Problem description -
Only lines with the word "server" belong in the answer; copy them from the records below.

Supplied entries -
# # # # #

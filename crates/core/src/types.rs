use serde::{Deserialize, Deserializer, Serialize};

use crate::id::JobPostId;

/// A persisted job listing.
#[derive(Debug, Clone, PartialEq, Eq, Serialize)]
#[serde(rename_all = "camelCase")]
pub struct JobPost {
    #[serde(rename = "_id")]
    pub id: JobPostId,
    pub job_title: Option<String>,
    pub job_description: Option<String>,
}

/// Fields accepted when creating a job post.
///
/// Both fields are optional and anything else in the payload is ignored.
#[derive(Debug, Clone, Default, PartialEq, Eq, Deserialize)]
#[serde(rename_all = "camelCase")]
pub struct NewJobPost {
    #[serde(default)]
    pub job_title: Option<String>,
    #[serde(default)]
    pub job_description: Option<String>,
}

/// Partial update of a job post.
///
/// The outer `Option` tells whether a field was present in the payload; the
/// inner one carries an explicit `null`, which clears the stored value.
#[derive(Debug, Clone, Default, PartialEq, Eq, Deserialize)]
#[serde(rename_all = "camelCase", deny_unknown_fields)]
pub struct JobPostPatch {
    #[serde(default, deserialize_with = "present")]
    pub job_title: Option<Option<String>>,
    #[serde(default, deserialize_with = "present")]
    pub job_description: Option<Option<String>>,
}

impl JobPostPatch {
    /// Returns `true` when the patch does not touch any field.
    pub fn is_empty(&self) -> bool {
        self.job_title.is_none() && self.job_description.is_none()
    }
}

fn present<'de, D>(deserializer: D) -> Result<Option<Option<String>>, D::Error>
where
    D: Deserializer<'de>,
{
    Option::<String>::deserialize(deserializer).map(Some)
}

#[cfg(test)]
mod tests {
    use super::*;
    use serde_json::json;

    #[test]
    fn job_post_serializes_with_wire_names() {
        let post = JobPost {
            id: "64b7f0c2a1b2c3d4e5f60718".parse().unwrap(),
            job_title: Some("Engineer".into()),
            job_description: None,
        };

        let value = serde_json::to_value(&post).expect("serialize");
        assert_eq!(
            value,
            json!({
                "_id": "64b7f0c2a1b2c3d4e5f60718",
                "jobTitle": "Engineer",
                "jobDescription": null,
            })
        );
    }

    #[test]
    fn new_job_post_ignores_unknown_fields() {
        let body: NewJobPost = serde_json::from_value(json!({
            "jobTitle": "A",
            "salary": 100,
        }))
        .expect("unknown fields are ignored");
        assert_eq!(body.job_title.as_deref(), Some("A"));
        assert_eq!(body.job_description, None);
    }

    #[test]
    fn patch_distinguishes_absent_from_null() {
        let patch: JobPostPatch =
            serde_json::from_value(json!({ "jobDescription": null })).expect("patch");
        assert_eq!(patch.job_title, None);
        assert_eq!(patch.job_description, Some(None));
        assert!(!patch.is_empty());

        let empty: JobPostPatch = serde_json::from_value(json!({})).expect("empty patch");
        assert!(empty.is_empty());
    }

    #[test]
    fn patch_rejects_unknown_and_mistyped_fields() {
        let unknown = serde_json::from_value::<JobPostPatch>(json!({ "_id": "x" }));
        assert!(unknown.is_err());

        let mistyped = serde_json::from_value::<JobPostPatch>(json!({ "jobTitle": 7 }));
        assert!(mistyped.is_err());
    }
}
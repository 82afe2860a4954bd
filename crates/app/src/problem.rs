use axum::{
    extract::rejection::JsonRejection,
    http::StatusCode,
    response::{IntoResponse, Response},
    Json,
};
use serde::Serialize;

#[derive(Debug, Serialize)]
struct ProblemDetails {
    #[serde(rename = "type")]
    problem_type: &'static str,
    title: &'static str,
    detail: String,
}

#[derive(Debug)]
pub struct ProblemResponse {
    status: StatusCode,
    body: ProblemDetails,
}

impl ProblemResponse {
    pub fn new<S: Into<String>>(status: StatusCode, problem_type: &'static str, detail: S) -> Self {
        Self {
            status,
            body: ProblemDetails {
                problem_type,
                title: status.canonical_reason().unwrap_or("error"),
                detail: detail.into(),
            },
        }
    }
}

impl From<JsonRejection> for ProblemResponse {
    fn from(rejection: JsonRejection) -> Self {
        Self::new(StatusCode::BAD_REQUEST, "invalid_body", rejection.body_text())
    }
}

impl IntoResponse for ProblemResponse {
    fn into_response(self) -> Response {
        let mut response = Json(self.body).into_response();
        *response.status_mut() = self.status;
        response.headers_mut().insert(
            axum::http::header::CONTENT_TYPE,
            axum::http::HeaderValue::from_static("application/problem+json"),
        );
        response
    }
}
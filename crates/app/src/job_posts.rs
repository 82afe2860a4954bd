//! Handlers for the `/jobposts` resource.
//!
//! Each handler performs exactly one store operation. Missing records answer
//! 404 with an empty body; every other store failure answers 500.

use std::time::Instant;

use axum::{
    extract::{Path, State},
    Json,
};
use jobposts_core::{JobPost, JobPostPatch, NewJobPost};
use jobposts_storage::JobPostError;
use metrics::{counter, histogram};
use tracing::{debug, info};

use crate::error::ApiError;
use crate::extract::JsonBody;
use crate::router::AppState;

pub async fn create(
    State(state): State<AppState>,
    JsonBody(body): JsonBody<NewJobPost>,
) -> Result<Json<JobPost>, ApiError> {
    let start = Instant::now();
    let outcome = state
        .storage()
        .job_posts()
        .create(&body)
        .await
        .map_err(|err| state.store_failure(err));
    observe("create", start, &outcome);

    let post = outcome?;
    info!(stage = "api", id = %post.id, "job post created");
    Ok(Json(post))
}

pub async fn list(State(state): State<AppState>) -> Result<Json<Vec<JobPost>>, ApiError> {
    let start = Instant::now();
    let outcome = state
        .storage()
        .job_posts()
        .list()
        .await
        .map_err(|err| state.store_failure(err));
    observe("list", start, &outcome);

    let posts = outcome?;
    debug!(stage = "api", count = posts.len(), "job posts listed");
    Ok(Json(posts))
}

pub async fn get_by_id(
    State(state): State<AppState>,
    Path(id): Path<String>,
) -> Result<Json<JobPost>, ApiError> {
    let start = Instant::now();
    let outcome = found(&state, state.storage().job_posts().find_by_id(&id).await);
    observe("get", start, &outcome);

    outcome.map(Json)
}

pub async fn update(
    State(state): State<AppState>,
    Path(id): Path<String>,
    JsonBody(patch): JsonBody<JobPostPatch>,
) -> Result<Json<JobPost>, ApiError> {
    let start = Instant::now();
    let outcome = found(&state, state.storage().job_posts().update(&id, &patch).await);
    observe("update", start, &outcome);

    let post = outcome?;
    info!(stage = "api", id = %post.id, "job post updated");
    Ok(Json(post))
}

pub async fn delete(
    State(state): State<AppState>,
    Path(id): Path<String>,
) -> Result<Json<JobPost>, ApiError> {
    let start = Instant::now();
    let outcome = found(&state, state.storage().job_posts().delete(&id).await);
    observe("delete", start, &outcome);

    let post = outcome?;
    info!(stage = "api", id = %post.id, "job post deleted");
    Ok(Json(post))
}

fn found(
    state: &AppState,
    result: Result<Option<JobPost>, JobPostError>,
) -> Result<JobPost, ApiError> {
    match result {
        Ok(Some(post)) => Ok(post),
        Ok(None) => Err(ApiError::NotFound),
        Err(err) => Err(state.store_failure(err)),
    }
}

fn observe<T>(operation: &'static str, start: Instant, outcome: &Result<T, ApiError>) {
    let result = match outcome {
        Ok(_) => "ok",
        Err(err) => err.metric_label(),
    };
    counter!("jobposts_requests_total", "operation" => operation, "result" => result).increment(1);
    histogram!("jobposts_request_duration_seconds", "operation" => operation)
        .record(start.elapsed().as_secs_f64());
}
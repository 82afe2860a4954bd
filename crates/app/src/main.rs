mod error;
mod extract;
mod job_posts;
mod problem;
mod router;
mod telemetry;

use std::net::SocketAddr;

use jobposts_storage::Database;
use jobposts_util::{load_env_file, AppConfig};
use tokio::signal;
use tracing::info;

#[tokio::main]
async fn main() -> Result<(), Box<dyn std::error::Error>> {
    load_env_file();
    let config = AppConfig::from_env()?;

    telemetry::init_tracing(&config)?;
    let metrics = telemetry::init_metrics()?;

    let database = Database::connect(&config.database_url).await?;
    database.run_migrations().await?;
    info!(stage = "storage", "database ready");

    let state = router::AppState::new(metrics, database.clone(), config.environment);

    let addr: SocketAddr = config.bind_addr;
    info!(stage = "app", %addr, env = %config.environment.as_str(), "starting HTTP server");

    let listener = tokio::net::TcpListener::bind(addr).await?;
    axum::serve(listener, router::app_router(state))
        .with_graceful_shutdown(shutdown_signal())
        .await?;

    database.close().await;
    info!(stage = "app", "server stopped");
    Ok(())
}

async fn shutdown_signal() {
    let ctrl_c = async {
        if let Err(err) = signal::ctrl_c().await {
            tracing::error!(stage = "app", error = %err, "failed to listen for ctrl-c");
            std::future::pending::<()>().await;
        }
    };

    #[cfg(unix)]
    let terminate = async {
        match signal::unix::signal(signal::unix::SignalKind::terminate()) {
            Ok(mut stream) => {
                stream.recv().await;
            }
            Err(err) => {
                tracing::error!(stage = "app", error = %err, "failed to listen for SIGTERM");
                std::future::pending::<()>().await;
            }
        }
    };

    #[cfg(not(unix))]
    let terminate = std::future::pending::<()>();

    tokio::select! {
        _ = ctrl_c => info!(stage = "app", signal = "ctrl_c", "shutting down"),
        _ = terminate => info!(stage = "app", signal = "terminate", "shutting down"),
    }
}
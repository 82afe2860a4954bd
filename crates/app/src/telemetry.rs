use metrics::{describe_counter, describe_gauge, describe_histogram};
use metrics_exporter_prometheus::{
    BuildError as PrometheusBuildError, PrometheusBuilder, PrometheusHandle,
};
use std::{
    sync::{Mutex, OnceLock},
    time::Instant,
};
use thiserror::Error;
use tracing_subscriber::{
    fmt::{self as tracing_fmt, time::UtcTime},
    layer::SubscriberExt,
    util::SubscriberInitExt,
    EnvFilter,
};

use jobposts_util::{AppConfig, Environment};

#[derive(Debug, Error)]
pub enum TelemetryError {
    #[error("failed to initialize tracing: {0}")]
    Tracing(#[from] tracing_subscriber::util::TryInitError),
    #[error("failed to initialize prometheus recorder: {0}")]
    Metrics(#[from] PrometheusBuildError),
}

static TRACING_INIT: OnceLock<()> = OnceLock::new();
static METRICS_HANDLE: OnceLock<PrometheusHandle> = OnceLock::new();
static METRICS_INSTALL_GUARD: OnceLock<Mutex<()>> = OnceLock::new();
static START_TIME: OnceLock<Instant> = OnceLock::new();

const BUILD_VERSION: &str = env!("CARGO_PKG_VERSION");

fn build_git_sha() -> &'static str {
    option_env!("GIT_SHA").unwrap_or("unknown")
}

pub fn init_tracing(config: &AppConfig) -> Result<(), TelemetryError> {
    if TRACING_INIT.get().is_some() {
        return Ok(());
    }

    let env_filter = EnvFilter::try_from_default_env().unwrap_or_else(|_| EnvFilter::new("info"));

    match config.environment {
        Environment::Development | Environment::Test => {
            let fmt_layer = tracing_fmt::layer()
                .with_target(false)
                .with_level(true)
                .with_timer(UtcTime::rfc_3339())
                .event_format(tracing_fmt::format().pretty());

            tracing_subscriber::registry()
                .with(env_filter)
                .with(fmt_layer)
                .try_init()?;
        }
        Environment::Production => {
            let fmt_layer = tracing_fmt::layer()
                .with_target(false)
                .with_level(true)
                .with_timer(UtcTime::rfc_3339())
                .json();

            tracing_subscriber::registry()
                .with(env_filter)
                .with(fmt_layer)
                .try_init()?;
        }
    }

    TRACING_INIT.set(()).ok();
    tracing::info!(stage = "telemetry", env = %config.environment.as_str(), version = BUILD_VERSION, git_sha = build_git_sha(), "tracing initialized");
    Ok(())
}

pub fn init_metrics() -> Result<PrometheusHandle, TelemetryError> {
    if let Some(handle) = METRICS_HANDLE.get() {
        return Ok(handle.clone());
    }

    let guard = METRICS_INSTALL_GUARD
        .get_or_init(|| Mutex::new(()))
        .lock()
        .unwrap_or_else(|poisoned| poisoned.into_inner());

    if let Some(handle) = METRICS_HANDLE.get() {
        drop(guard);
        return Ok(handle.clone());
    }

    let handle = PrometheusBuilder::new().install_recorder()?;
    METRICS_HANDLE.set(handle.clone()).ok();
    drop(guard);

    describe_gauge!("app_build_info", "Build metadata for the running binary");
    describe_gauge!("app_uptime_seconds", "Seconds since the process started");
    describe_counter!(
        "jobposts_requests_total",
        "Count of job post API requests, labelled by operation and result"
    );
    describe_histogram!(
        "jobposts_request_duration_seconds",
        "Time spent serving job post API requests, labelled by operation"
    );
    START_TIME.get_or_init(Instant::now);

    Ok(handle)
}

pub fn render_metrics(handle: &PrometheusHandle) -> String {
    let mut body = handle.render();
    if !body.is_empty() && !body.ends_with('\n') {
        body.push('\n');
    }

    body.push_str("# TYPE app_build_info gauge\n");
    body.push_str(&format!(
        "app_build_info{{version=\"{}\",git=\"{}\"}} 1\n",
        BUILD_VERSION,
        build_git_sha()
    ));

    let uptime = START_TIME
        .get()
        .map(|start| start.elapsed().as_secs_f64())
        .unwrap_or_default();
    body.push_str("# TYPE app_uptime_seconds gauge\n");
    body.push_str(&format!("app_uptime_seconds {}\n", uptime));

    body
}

# # # # #

Response below -
    info!(stage = "app", %addr, env = %config.environment.as_str(), "starting HTTP server");
    info!(stage = "app", "server stopped");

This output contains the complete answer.